When communicating between the CPU and the DRE through shared memory, the sender must flush any generated data from cache and the receiver must invalidate any cache lines associated with the memory region. Cache management on memory regions is often implemented with CPU instructions that flush or invalidate a single cache line associated with a given virtual address. Flushing or invalidating a block of memory requires repeated execution of these cache instructions for each cache-line-sized segment in the block. Furthermore, each cache level typically has its own set of cache management instructions. An optimization used in our approach is to only enable L1 cache for scratchpad memory, which is used for the view buffer and possibly a few other select structures shared by the CPU and DRE. Disabling L2 and higher caches for scratchpad memory can reduce the number of cache management operations by a factor of two or more. Since access patterns within scratchpad memory are often streaming in nature, higher level caches provide little or no benefit for this region.
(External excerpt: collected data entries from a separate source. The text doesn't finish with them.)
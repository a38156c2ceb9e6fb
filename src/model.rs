//! Curve model trait and its adapter onto the least-squares solver.
//!
//! A [`CurveModel`] maps an x grid and a flat parameter vector to predicted
//! values. [`ModelProblem`] binds a model to observed data so the
//! Levenberg-Marquardt solver can minimize `model(x) - y`.

use ndarray::{Array1, Array2};

use crate::error::{Result, SpecParamError};
use crate::lm::{LevenbergMarquardt, LmConfig, LmResult};
use crate::parameters::ParameterBounds;
use crate::problem::Problem;

/// A parametric curve that can be fit to data.
pub trait CurveModel {
    /// Number of parameters the model expects.
    fn parameter_count(&self) -> usize;

    /// Evaluates the model at the given x values.
    ///
    /// # Arguments
    ///
    /// * `x` - The independent variable values
    /// * `params` - Flat parameter vector of length `parameter_count()`
    ///
    /// # Returns
    ///
    /// * The model's predicted values at the given x values
    fn eval(&self, x: &Array1<f64>, params: &Array1<f64>) -> Result<Array1<f64>>;

    /// Calculates the Jacobian of the model with respect to its parameters.
    ///
    /// `J[i, j] = df(x_i)/dp_j`. Models that return `true` from
    /// [`has_custom_jacobian`](Self::has_custom_jacobian) must override this.
    fn jacobian(&self, _x: &Array1<f64>, _params: &Array1<f64>) -> Result<Array2<f64>> {
        Err(SpecParamError::InvalidState(
            "Model does not provide an analytic Jacobian".to_string(),
        ))
    }

    /// Returns whether this model has a custom Jacobian implementation.
    fn has_custom_jacobian(&self) -> bool {
        false
    }
}

/// An adapter that implements [`Problem`] for a [`CurveModel`] and its data.
///
/// Residuals are `model(x) - y`, so the residual Jacobian equals the model
/// Jacobian.
pub struct ModelProblem<'a, M: CurveModel> {
    model: &'a M,
    x_data: &'a Array1<f64>,
    y_data: &'a Array1<f64>,
}

impl<'a, M: CurveModel> ModelProblem<'a, M> {
    /// Create a new adapter. Fails if `x_data` and `y_data` differ in length.
    pub fn new(model: &'a M, x_data: &'a Array1<f64>, y_data: &'a Array1<f64>) -> Result<Self> {
        if x_data.len() != y_data.len() {
            return Err(SpecParamError::DimensionMismatch(format!(
                "x has {} values but y has {}",
                x_data.len(),
                y_data.len()
            )));
        }
        Ok(Self {
            model,
            x_data,
            y_data,
        })
    }

    /// Get a reference to the model
    pub fn model(&self) -> &M {
        self.model
    }

    /// Get the number of data points
    pub fn ndata(&self) -> usize {
        self.x_data.len()
    }
}

impl<'a, M: CurveModel> Problem for ModelProblem<'a, M> {
    fn eval(&self, params: &Array1<f64>) -> Result<Array1<f64>> {
        let predicted = self.model.eval(self.x_data, params)?;
        Ok(predicted - self.y_data)
    }

    fn parameter_count(&self) -> usize {
        self.model.parameter_count()
    }

    fn residual_count(&self) -> usize {
        self.x_data.len()
    }

    fn jacobian(&self, params: &Array1<f64>) -> Result<Array2<f64>> {
        if !self.model.has_custom_jacobian() {
            return crate::utils::finite_difference::jacobian(self, params, None);
        }

        let jac = self.model.jacobian(self.x_data, params)?;
        let expected = [self.x_data.len(), self.model.parameter_count()];
        if jac.shape() != expected {
            return Err(SpecParamError::DimensionMismatch(format!(
                "Expected Jacobian of shape {:?}, got {:?}",
                expected,
                jac.shape()
            )));
        }
        Ok(jac)
    }
}

/// Fit `model` to `(x, y)` under box constraints.
///
/// Returns the solver result on convergence and `ConvergenceFailure` when the
/// solver runs out of iterations.
pub fn curve_fit<M: CurveModel>(
    model: &M,
    x: &Array1<f64>,
    y: &Array1<f64>,
    initial: Array1<f64>,
    bounds: &ParameterBounds,
    config: &LmConfig,
) -> Result<LmResult> {
    let problem = ModelProblem::new(model, x, y)?;
    let result = LevenbergMarquardt::with_config(config.clone()).minimize_bounded(
        &problem,
        initial,
        bounds,
    )?;

    if !result.success {
        return Err(SpecParamError::ConvergenceFailure(format!(
            "{} after {} iterations (cost {:.3e})",
            result.message, result.iterations, result.cost
        )));
    }
    Ok(result)
}

#[cfg(test)]
mod tests {
    use super::*;
    use crate::models::quadratic;
    use approx::assert_relative_eq;
    use ndarray::array;

    /// Quadratic without an analytic Jacobian, exercising the numeric fallback.
    struct Quadratic;

    impl CurveModel for Quadratic {
        fn parameter_count(&self) -> usize {
            3
        }

        fn eval(&self, x: &Array1<f64>, params: &Array1<f64>) -> Result<Array1<f64>> {
            Ok(quadratic(x, params[0], params[1], params[2]))
        }
    }

    #[test]
    fn test_residuals_are_model_minus_data() {
        let x = array![0.0, 1.0, 2.0];
        let y = array![1.0, 1.0, 1.0];
        let problem = ModelProblem::new(&Quadratic, &x, &y).unwrap();

        let residuals = problem.eval(&array![0.0, 1.0, 0.0]).unwrap();
        assert_eq!(residuals, array![-1.0, 0.0, 1.0]);
        assert_eq!(problem.ndata(), 3);
    }

    #[test]
    fn test_default_jacobian_is_unavailable() {
        let x = array![1.0];
        assert!(Quadratic.jacobian(&x, &array![0.0, 0.0, 0.0]).is_err());
        assert!(!Quadratic.has_custom_jacobian());
    }

    #[test]
    fn test_curve_fit_quadratic() {
        let x = Array1::linspace(-2.0, 2.0, 21);
        let y = quadratic(&x, 0.5, -1.0, 2.0);

        let result = curve_fit(
            &Quadratic,
            &x,
            &y,
            array![0.0, 0.0, 0.0],
            &ParameterBounds::unbounded(3),
            &LmConfig::default(),
        )
        .unwrap();

        assert_relative_eq!(result.params[0], 0.5, epsilon = 1e-6);
        assert_relative_eq!(result.params[1], -1.0, epsilon = 1e-6);
        assert_relative_eq!(result.params[2], 2.0, epsilon = 1e-6);
    }

    #[test]
    fn test_length_mismatch() {
        let x = array![1.0, 2.0];
        let y = array![1.0];
        assert!(matches!(
            ModelProblem::new(&Quadratic, &x, &y),
            Err(SpecParamError::DimensionMismatch(_))
        ));
    }
}
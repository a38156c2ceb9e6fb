//! Fitter configuration.
//!
//! [`FitSettings`] is plain data with serde support so it can be stored next
//! to results or loaded from JSON. Every constructor path goes through
//! [`FitSettings::validate`].

use std::fs::File;
use std::io::{BufReader, Read};
use std::path::Path;

use serde::{Deserialize, Serialize};

use crate::error::{Result, SpecParamError};
use crate::lm::LmConfig;

/// Functional form of the aperiodic background.
#[derive(Debug, Clone, Copy, PartialEq, Eq, Default, Serialize, Deserialize)]
#[serde(rename_all = "lowercase")]
pub enum BackgroundMode {
    /// `offset - slope * log10(f)`
    #[default]
    Fixed,
    /// `offset - log10(knee + f^slope)`
    Knee,
}

impl BackgroundMode {
    /// Number of background parameters for this mode.
    pub fn n_params(&self) -> usize {
        match self {
            BackgroundMode::Fixed => 2,
            BackgroundMode::Knee => 3,
        }
    }
}

/// Starting values for the initial background fit.
///
/// `None` means "estimate from the data": the offset becomes the log power at
/// the lowest frequency and the slope the absolute log-log slope across the
/// spectrum.
#[derive(Debug, Clone, PartialEq, Serialize, Deserialize)]
#[serde(default)]
pub struct BackgroundGuess {
    pub offset: Option<f64>,
    pub knee: f64,
    pub slope: Option<f64>,
}

impl Default for BackgroundGuess {
    fn default() -> Self {
        Self {
            offset: None,
            knee: 0.0,
            slope: None,
        }
    }
}

/// Settings for a spectral parameterization fit.
#[derive(Debug, Clone, PartialEq, Serialize, Deserialize)]
#[serde(default)]
pub struct FitSettings {
    /// Background functional form. Default: `Fixed`
    pub background_mode: BackgroundMode,

    /// Maximum number of peaks to fit. Default: 6
    pub max_n_peaks: usize,

    /// Lower and upper bound on peak width (Gaussian std, Hz). Default: (0.25, 6.0)
    pub peak_width_limits: (f64, f64),

    /// Absolute threshold on peak height above the background, log10 power. Default: 0.0
    pub min_peak_height: f64,

    /// Relative threshold in units of the flattened spectrum's std. Default: 2.0
    pub peak_threshold: f64,

    /// Minimum distance between candidate peaks, in peak widths. Default: 0.75
    pub min_peak_separation: f64,

    /// Minimum distance of a candidate from the range edges, in peak widths. Default: 1.0
    pub edge_threshold: f64,

    /// How far a center may move during the joint refit, in peak widths. Default: 1.5
    pub center_bound: f64,

    /// Percentile of the flattened spectrum kept for the robust background fit. Default: 2.5
    pub background_percentile: f64,

    /// Initial guesses for the background fit.
    pub background_guess: BackgroundGuess,

    /// Solver budget and tolerances.
    pub solver: LmConfig,
}

impl Default for FitSettings {
    fn default() -> Self {
        Self {
            background_mode: BackgroundMode::Fixed,
            max_n_peaks: 6,
            peak_width_limits: (0.25, 6.0),
            min_peak_height: 0.0,
            peak_threshold: 2.0,
            min_peak_separation: 0.75,
            edge_threshold: 1.0,
            center_bound: 1.5,
            background_percentile: 2.5,
            background_guess: BackgroundGuess::default(),
            solver: LmConfig::default(),
        }
    }
}

impl FitSettings {
    pub fn new() -> Self {
        Self::default()
    }

    pub fn with_background_mode(mut self, mode: BackgroundMode) -> Self {
        self.background_mode = mode;
        self
    }

    pub fn with_max_n_peaks(mut self, max_n_peaks: usize) -> Self {
        self.max_n_peaks = max_n_peaks;
        self
    }

    pub fn with_peak_width_limits(mut self, min: f64, max: f64) -> Self {
        self.peak_width_limits = (min, max);
        self
    }

    pub fn with_min_peak_height(mut self, height: f64) -> Self {
        self.min_peak_height = height;
        self
    }

    pub fn with_peak_threshold(mut self, threshold: f64) -> Self {
        self.peak_threshold = threshold;
        self
    }

    pub fn with_min_peak_separation(mut self, separation: f64) -> Self {
        self.min_peak_separation = separation;
        self
    }

    pub fn with_edge_threshold(mut self, threshold: f64) -> Self {
        self.edge_threshold = threshold;
        self
    }

    pub fn with_background_guess(mut self, guess: BackgroundGuess) -> Self {
        self.background_guess = guess;
        self
    }

    pub fn with_solver(mut self, solver: LmConfig) -> Self {
        self.solver = solver;
        self
    }

    /// Number of background parameters implied by the mode.
    pub fn n_background_params(&self) -> usize {
        self.background_mode.n_params()
    }

    /// Smallest spectrum length that can be fit with these settings.
    pub fn min_spectrum_len(&self) -> usize {
        3 * self.max_n_peaks + self.n_background_params()
    }

    /// Reject settings the fitter cannot work with.
    pub fn validate(&self) -> Result<()> {
        let (min_width, max_width) = self.peak_width_limits;
        if !(min_width > 0.0) || !min_width.is_finite() {
            return Err(invalid(format!(
                "minimum peak width must be positive and finite, got {}",
                min_width
            )));
        }
        if !(max_width >= min_width) || !max_width.is_finite() {
            return Err(invalid(format!(
                "maximum peak width {} must be finite and at least the minimum {}",
                max_width, min_width
            )));
        }

        for (name, value) in [
            ("min_peak_height", self.min_peak_height),
            ("peak_threshold", self.peak_threshold),
            ("min_peak_separation", self.min_peak_separation),
            ("edge_threshold", self.edge_threshold),
            ("center_bound", self.center_bound),
        ] {
            if !value.is_finite() || value < 0.0 {
                return Err(invalid(format!(
                    "{} must be finite and non-negative, got {}",
                    name, value
                )));
            }
        }

        if !(self.background_percentile > 0.0 && self.background_percentile <= 100.0) {
            return Err(invalid(format!(
                "background_percentile must be in (0, 100], got {}",
                self.background_percentile
            )));
        }

        let guess = &self.background_guess;
        let guesses = [guess.offset, Some(guess.knee), guess.slope];
        if guesses.iter().flatten().any(|v| !v.is_finite()) {
            return Err(invalid("background guesses must be finite".to_string()));
        }

        self.solver.validate()
    }

    /// Read settings from a JSON reader and validate them.
    pub fn from_reader<R: Read>(reader: R) -> Result<Self> {
        let settings: Self = serde_json::from_reader(reader)?;
        settings.validate()?;
        Ok(settings)
    }

    /// Read settings from a JSON file and validate them.
    pub fn from_json_file<P: AsRef<Path>>(path: P) -> Result<Self> {
        let file = File::open(path)?;
        Self::from_reader(BufReader::new(file))
    }
}

fn invalid(message: String) -> SpecParamError {
    SpecParamError::InvalidSettings(message)
}

#[cfg(test)]
mod tests {
    use super::*;

    #[test]
    fn test_defaults_are_valid() {
        let settings = FitSettings::default();
        assert!(settings.validate().is_ok());
        assert_eq!(settings.max_n_peaks, 6);
        assert_eq!(settings.peak_width_limits, (0.25, 6.0));
        assert_eq!(settings.min_spectrum_len(), 20);
    }

    #[test]
    fn test_knee_mode_params() {
        let settings = FitSettings::new().with_background_mode(BackgroundMode::Knee);
        assert_eq!(settings.n_background_params(), 3);
        assert_eq!(settings.min_spectrum_len(), 21);
    }

    #[test]
    fn test_invalid_width_limits() {
        for (lo, hi) in [(0.0, 6.0), (-1.0, 6.0), (4.0, 2.0), (0.5, f64::INFINITY)] {
            let settings = FitSettings::new().with_peak_width_limits(lo, hi);
            assert!(
                matches!(settings.validate(), Err(SpecParamError::InvalidSettings(_))),
                "limits ({}, {}) should be rejected",
                lo,
                hi
            );
        }
    }

    #[test]
    fn test_invalid_thresholds() {
        assert!(FitSettings::new().with_peak_threshold(-1.0).validate().is_err());
        assert!(FitSettings::new().with_min_peak_height(f64::NAN).validate().is_err());

        let mut settings = FitSettings::new();
        settings.background_percentile = 0.0;
        assert!(settings.validate().is_err());

        let mut solver = LmConfig::default();
        solver.max_iterations = 0;
        assert!(FitSettings::new().with_solver(solver).validate().is_err());
    }

    #[test]
    fn test_json_round_trip_and_partial_input() {
        let json = r#"{ "background_mode": "knee", "max_n_peaks": 3 }"#;
        let settings = FitSettings::from_reader(json.as_bytes()).unwrap();
        assert_eq!(settings.background_mode, BackgroundMode::Knee);
        assert_eq!(settings.max_n_peaks, 3);
        assert_eq!(settings.peak_threshold, 2.0);

        let text = serde_json::to_string(&settings).unwrap();
        let back = FitSettings::from_reader(text.as_bytes()).unwrap();
        assert_eq!(back, settings);
    }

    #[test]
    fn test_invalid_json_settings_rejected() {
        let json = r#"{ "peak_width_limits": [2.0, 1.0] }"#;
        assert!(matches!(
            FitSettings::from_reader(json.as_bytes()),
            Err(SpecParamError::InvalidSettings(_))
        ));
    }
}
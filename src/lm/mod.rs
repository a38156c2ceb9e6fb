//! Levenberg-Marquardt algorithm implementation.
//!
//! This module provides a bounded Levenberg-Marquardt solver for the nonlinear
//! least-squares problems that come up while fitting a spectrum: background
//! trends and sums of Gaussians. Box constraints are handled by projection.

pub mod algorithm;
pub mod config;
pub mod convergence;
pub mod step;
pub mod trust_region;

// Re-export key types
pub use algorithm::{LevenbergMarquardt, LmResult};
pub use config::LmConfig;
pub use convergence::{ConvergenceCriteria, ConvergenceStatus};
pub use step::{LmStep, StepResult};
pub use trust_region::TrustRegion;
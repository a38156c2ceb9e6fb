//! # specparam-rs
//!
//! `specparam-rs` parameterizes neural power spectra into an aperiodic
//! background and a set of Gaussian peaks, in log10 power.
//!
//! The library provides:
//! - A single-spectrum fitter with a robust background estimate, iterative
//!   peak detection and a joint multi-Gaussian refit
//! - A group fitter that runs it over many spectra, sequentially or with rayon
//! - An append-only JSON-lines sink for results that tolerates truncation
//! - A bounded Levenberg-Marquardt solver used internally for every fit
//! - Synthetic spectrum generation for testing and simulation
//!
//! ## Basic Usage
//!
//! ```
//! use rand::SeedableRng;
//! use specparam_rs::synth::{gen_freqs, gen_power_spectrum};
//! use specparam_rs::{BackgroundParams, FitSettings, PeakParams, SpectrumFitter};
//!
//! let freqs = gen_freqs((3.0, 40.0), 0.5).unwrap();
//! let background = BackgroundParams::Fixed { offset: 1.0, slope: 1.5 };
//! let peaks = [PeakParams { center: 10.0, amplitude: 0.6, width: 1.5 }];
//! let mut rng = rand::rngs::StdRng::seed_from_u64(0);
//! let power = gen_power_spectrum(&freqs, &background, &peaks, 0.0, &mut rng).unwrap();
//!
//! let settings = FitSettings::default().with_min_peak_height(0.1);
//! let mut fitter = SpectrumFitter::new(settings).unwrap();
//! let results = fitter.fit(freqs.view(), power.view(), None).unwrap();
//!
//! assert_eq!(results.peaks.len(), 1);
//! assert!((results.background.slope() - 1.5).abs() < 0.05);
//! ```

// Public modules
pub mod error;

// Least-squares solver
pub mod lm;
pub mod model;
pub mod parameters;
pub mod problem;
pub mod utils;

// Spectral parameterization
pub mod fit;
pub mod group;
pub mod models;
pub mod results;
pub mod settings;
pub mod sink;
pub mod spectrum;
pub mod synth;

// Re-exports for convenience
pub use error::{FitStage, Result, SpecParamError};
pub use fit::{FitState, SpectrumFitter};
pub use group::{DataField, GroupData, GroupFitter, GroupSummary};
pub use lm::{LevenbergMarquardt, LmConfig};
pub use problem::Problem;
pub use results::{BackgroundParams, FitResults, PeakParams};
pub use settings::{BackgroundGuess, BackgroundMode, FitSettings};
pub use sink::{load_results, load_results_file, ResultsWriter, SinkRecord};
pub use spectrum::Spectrum;
pub use utils::Summary;

/// Version of the library
pub const VERSION: &str = env!("CARGO_PKG_VERSION");
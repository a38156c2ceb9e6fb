//! Finite difference methods for numerical differentiation.
//!
//! Used as the fallback Jacobian for problems and curve models that do not
//! supply analytic derivatives.

use crate::error::{Result, SpecParamError};
use crate::problem::Problem;
use ndarray::{Array1, Array2};

/// Default relative step size for finite differences (square root of machine epsilon).
const DEFAULT_EPSILON: f64 = 1.49e-8;

/// Compute the Jacobian matrix using forward finite differences.
///
/// The Jacobian is the matrix of partial derivatives of the residuals with
/// respect to the parameters: J[i,j] = ∂residual[i]/∂param[j].
///
/// # Arguments
///
/// * `problem` - The problem to evaluate
/// * `params` - The parameter values at which to evaluate the Jacobian
/// * `epsilon` - The step size for finite differences (optional)
///
/// # Returns
///
/// * `Result<Array2<f64>>` - The Jacobian matrix
pub fn jacobian(
    problem: &dyn Problem,
    params: &Array1<f64>,
    epsilon: Option<f64>,
) -> Result<Array2<f64>> {
    let eps = epsilon.unwrap_or(DEFAULT_EPSILON);
    let n_params = params.len();
    let n_residuals = problem.residual_count();

    let residuals = problem.eval(params)?;
    if residuals.len() != n_residuals {
        return Err(SpecParamError::DimensionMismatch(format!(
            "Expected {} residuals, got {}",
            n_residuals,
            residuals.len()
        )));
    }

    let mut jac = Array2::zeros((n_residuals, n_params));

    for j in 0..n_params {
        let mut params_perturbed = params.clone();

        // Adapt epsilon to parameter scale
        let param_j = params[j];
        let eps_j = eps * param_j.abs().max(1.0);

        params_perturbed[j] += eps_j;
        let residuals_perturbed = problem.eval(&params_perturbed)?;

        for i in 0..n_residuals {
            jac[[i, j]] = (residuals_perturbed[i] - residuals[i]) / eps_j;
        }
    }

    Ok(jac)
}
## 2.5 Address translation

The CPU's Memory Management Unit (MMU) translates process virtual addresses to physical memory addresses. Memory requests from the DRE must also be translated, which

requires that the DRE have its own address translation table. A general mechanism of mirroring the CPU MMU is done in graphics processors and high performance networking such as Infiniband. A similar mechanism has been designed for some processing-in-memory approaches, e.g. [12]. We propose a simpler, but more restrictive approach and require that data being accessed by the DRE resides in contiguous physical pages. This can be accomplished by using a custom allocator to gather a large contiguous physical range, as is being developed in transparent large page support in the OS, and by pinning pages (commonly done by network interfaces in High Performance Computing systems) to prevent subsequent relocation. The setup command gives the base physical page address, and the DRE adds the base to each address being loaded or stored. This requires minimal additional hardware, adds no performance overhead as the address can be assembled as it is loaded onto the request queue, and virtually no energy overhead since it involves a simple concatenation of bit fields.

#### 2.6 Emulator

We have prototyped the DRE in Programmable Logic on a Xilinx Zynq 7000 System on Chip, as shown in Figure 3. The Zynq contains hard IP (labeled Processing System) and programmable logic (PL). The PS includes two ARM cores with private L1 and shared L2 caches and an SRAM scratchpad. There is also a hard memory controller in the PS and a hard AXI interconnect. The PL can hold arbitrary FPGA logic blocks. In the emulator, we have instantiated a DRE and trace capture logic. The development board has two 1 GB DDR3 memories, labeled Program DRAM and Trace DRAM. Program Memory holds the application instructions and data, while the Trace DRAM records memory read and write requests. Traces are captured non-intrusively by monitoring traffic on the AXI interconnect.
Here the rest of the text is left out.